_Exercise requirements_
Copy out the entries below exactly as they stand, but only from the line containing "and retrace, far" through the line containing "pub mod scheduler;".

_Data provided_
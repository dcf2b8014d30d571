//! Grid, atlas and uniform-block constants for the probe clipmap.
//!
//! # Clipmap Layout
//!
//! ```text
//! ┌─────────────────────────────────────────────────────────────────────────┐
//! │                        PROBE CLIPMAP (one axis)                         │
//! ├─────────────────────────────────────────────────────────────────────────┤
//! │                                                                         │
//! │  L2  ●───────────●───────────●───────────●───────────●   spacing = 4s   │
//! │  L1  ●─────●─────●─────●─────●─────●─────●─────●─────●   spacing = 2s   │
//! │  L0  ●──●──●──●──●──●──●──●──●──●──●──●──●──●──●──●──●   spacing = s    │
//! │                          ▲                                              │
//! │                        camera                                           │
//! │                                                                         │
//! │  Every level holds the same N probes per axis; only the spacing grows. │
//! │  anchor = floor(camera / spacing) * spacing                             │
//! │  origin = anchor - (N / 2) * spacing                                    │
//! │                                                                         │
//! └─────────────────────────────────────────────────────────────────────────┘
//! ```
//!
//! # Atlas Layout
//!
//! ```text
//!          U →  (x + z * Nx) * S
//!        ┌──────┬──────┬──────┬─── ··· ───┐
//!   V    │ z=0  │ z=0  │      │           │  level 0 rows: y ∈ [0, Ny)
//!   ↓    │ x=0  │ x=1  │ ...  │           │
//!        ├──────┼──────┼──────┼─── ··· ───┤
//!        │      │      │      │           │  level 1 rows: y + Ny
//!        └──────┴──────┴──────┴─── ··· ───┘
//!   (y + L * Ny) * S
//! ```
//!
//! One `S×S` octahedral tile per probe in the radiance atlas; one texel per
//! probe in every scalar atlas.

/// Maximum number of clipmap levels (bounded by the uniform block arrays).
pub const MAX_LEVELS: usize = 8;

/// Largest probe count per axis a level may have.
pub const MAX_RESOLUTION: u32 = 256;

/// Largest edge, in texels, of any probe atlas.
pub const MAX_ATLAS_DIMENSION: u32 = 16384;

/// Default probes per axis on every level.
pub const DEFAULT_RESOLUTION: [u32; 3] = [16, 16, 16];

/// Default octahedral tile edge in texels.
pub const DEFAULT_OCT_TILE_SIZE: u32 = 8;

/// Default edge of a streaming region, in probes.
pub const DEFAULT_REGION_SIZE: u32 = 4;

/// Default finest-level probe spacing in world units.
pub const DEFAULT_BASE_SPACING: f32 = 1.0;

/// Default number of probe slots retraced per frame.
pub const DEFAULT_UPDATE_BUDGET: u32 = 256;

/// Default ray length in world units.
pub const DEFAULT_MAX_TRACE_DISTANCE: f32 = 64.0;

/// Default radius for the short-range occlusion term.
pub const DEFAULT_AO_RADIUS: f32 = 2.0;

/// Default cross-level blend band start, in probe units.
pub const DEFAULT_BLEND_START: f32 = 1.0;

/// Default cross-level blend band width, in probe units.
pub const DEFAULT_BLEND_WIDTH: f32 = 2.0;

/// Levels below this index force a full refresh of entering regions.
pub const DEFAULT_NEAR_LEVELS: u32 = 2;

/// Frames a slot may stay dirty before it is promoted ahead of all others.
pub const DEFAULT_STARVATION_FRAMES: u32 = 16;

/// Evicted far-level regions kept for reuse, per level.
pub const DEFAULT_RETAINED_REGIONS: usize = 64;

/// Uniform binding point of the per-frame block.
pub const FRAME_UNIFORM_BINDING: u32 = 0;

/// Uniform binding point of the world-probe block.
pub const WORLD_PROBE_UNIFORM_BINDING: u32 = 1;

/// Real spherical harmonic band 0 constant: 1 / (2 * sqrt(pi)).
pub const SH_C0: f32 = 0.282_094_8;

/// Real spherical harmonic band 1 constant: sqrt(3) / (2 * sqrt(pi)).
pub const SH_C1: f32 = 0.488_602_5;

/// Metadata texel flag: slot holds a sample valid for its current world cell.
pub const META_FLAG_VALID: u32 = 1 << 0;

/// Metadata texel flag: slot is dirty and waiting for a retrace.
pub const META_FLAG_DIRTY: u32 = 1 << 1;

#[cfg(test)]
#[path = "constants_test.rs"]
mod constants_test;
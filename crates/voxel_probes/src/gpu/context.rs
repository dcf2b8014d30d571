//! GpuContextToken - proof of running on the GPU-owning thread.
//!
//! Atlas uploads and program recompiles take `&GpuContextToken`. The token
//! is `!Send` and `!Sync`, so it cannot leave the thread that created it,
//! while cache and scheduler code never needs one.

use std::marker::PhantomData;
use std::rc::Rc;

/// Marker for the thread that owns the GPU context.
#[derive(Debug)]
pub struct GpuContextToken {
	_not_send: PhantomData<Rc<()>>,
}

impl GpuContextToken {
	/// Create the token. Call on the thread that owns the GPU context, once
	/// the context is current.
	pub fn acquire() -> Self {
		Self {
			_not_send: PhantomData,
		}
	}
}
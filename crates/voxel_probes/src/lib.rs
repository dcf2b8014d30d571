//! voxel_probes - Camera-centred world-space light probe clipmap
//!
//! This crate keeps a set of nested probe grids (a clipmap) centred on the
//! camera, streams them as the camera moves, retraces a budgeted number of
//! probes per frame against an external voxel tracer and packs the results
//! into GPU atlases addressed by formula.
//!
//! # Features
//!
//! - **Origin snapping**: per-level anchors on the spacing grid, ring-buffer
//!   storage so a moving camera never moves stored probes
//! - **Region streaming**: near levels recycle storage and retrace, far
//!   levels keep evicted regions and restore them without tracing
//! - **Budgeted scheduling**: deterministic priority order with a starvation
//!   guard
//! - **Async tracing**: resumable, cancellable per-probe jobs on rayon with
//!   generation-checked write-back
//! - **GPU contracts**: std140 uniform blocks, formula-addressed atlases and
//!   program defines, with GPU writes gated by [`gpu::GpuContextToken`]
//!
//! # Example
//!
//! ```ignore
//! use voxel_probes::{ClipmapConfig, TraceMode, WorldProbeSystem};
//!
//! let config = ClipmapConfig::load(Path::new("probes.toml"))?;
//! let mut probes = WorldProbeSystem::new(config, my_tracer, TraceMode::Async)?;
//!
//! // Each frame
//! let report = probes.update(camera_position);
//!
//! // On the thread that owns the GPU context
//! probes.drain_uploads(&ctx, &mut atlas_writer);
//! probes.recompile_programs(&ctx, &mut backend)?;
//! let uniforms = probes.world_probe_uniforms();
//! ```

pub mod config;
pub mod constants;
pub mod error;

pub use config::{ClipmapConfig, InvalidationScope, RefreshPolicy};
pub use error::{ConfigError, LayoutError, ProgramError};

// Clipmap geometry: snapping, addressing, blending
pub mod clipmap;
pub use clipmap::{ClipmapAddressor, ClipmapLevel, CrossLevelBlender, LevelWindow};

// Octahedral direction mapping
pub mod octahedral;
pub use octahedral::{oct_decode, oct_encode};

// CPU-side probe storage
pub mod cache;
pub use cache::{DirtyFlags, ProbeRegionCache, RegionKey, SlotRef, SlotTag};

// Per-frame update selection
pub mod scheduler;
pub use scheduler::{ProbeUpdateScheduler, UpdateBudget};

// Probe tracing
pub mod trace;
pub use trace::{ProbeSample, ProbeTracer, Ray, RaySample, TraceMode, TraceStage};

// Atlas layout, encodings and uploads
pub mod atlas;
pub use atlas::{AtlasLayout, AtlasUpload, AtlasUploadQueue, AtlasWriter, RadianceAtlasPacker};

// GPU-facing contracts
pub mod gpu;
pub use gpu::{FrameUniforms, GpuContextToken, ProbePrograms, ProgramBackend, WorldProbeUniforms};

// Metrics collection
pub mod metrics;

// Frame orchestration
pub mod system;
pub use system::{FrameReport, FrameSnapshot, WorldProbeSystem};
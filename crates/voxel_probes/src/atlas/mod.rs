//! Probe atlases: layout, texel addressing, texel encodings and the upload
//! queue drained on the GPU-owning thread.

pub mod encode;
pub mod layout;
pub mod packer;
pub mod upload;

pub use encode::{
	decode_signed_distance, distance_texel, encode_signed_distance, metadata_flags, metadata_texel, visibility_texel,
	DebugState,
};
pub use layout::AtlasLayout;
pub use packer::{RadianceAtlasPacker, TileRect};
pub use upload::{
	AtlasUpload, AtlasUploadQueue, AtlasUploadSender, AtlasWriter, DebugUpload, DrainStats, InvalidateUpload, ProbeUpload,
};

_Result of the exercise_
//! - **Region streaming**: near levels recycle storage and retrace, far
//!   levels keep evicted regions and restore them without tracing
//! - **Budgeted scheduling**: deterministic priority order with a starvation
//!   guard
//! - **Async tracing**: resumable, cancellable per-probe jobs on rayon with
//!   generation-checked write-back
//! - **GPU contracts**: std140 uniform blocks, formula-addressed atlases and
//!   program defines, with GPU writes gated by [`gpu::GpuContextToken`]
//!
//! # Example
//!
//! ```ignore
//! use voxel_probes::{ClipmapConfig, TraceMode, WorldProbeSystem};
//!
//! let config = ClipmapConfig::load(Path::new("probes.toml"))?;
//! let mut probes = WorldProbeSystem::new(config, my_tracer, TraceMode::Async)?;
//!
//! // Each frame
//! let report = probes.update(camera_position);
//!
//! // On the thread that owns the GPU context
//! probes.drain_uploads(&ctx, &mut atlas_writer);
//! probes.recompile_programs(&ctx, &mut backend)?;
//! let uniforms = probes.world_probe_uniforms();
//! ```

pub mod config;
pub mod constants;
pub mod error;

pub use config::{ClipmapConfig, InvalidationScope, RefreshPolicy};
pub use error::{ConfigError, LayoutError, ProgramError};

// Clipmap geometry: snapping, addressing, blending
pub mod clipmap;
pub use clipmap::{ClipmapAddressor, ClipmapLevel, CrossLevelBlender, LevelWindow};

// Octahedral direction mapping
pub mod octahedral;
pub use octahedral::{oct_decode, oct_encode};

// CPU-side probe storage
pub mod cache;
pub use cache::{DirtyFlags, ProbeRegionCache, RegionKey, SlotRef, SlotTag};

// Per-frame update selection
pub mod scheduler;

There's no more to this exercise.